→ AIM OF THE TASK:
State how many lines in the listing below hold the string "EventStores"; nothing else is wanted.

=== MATERIAL FOR THIS EXERCISE ===

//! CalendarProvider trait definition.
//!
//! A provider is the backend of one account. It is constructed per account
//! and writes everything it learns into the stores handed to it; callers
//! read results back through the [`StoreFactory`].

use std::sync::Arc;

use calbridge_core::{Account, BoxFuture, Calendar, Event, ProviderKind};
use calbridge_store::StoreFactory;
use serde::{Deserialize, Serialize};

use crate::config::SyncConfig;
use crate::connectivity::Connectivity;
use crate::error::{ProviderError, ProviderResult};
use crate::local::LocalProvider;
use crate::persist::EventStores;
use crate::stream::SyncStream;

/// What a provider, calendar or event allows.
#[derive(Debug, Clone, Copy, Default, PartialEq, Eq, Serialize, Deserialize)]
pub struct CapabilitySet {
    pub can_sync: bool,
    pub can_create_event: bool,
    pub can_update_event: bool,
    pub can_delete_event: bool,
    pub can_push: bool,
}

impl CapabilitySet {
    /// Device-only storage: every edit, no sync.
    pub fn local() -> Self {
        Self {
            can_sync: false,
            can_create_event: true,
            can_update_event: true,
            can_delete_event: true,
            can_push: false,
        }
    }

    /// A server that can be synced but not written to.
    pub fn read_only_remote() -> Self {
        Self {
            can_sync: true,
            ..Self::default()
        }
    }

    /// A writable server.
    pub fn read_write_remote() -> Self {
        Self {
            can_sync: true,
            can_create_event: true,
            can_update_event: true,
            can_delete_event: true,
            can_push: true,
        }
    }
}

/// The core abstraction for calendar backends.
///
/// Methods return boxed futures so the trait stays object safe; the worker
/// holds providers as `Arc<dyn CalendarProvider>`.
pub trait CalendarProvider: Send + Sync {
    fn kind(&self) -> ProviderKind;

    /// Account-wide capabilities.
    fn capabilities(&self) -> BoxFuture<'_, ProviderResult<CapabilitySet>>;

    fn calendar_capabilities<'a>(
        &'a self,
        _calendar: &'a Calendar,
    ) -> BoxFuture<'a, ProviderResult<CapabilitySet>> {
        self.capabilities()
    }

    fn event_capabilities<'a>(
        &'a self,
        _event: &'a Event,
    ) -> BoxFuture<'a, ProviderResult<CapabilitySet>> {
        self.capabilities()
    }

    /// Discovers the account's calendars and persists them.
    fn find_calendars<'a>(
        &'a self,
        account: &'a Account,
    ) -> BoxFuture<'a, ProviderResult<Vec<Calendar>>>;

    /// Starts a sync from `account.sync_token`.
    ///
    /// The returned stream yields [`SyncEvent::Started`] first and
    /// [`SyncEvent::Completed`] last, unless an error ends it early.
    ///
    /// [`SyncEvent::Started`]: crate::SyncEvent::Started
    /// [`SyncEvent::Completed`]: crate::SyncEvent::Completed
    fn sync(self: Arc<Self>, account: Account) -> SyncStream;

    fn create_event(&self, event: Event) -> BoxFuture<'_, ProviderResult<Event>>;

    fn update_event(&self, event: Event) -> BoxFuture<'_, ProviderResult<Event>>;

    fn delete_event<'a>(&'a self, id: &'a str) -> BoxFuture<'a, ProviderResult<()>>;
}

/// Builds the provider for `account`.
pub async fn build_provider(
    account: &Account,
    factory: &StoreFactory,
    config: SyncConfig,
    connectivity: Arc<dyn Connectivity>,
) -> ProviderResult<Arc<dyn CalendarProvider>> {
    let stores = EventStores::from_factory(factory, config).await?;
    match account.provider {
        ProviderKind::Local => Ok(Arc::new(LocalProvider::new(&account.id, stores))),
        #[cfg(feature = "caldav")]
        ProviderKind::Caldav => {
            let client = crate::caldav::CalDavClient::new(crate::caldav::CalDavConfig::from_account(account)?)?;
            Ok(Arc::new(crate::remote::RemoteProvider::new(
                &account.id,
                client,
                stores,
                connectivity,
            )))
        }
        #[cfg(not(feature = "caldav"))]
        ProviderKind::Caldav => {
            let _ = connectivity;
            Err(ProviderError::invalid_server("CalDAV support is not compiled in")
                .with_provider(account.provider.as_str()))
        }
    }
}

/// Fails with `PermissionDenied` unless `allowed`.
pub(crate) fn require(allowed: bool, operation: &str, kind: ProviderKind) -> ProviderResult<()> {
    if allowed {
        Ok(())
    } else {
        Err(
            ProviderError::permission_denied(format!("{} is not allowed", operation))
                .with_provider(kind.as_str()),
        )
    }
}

===
=== MATERIAL FOR THIS EXERCISE ===

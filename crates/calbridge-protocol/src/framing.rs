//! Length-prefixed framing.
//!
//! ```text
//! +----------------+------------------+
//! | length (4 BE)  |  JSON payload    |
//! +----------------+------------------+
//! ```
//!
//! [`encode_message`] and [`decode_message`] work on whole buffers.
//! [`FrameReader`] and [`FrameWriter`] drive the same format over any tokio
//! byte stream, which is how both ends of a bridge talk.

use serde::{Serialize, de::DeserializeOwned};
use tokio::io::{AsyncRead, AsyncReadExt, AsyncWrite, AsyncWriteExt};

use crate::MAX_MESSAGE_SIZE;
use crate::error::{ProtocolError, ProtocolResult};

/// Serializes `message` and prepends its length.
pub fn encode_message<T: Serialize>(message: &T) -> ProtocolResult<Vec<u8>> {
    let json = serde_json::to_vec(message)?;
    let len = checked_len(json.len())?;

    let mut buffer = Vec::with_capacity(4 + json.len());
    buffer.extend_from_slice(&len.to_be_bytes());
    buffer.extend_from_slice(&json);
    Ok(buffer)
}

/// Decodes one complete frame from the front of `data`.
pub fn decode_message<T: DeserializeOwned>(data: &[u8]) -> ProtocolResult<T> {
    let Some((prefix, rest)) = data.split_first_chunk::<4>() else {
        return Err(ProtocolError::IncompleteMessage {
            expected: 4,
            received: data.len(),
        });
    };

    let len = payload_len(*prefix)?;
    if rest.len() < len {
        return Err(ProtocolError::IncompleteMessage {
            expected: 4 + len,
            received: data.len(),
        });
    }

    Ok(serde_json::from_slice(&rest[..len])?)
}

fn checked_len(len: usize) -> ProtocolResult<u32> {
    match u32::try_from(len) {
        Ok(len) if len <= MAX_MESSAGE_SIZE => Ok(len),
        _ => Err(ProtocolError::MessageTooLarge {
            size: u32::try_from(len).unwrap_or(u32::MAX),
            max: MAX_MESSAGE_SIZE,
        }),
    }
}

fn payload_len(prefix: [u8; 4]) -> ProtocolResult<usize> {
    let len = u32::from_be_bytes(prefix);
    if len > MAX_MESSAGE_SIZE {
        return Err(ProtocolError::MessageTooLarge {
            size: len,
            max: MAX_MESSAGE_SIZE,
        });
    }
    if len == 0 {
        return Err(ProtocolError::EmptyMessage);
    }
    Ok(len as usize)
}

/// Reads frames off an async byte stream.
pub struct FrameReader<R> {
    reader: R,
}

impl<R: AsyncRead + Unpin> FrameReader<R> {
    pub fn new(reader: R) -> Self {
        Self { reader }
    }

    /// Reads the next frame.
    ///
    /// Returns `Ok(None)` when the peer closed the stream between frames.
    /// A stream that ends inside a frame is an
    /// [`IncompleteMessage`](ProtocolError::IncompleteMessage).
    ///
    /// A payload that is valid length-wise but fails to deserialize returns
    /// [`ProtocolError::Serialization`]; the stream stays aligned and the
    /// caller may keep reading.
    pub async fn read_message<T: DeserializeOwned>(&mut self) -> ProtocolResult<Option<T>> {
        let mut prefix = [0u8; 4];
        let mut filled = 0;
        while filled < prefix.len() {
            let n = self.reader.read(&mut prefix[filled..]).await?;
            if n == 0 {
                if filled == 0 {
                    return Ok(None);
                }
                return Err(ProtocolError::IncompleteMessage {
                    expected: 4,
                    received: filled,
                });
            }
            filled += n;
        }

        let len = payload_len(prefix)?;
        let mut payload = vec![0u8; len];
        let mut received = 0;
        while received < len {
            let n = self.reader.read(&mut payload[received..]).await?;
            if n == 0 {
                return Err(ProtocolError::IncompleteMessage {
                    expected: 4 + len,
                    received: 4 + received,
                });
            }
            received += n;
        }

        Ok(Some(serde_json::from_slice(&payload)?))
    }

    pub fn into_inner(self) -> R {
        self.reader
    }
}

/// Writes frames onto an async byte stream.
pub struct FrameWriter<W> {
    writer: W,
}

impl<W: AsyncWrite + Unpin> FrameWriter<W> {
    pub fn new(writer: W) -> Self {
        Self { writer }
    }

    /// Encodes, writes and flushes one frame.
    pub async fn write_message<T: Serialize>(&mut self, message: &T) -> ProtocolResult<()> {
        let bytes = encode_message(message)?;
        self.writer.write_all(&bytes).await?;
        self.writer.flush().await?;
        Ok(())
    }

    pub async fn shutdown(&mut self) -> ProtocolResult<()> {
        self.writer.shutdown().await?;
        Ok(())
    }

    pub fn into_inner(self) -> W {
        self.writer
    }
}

===

→ WRITTEN SOLUTION:
2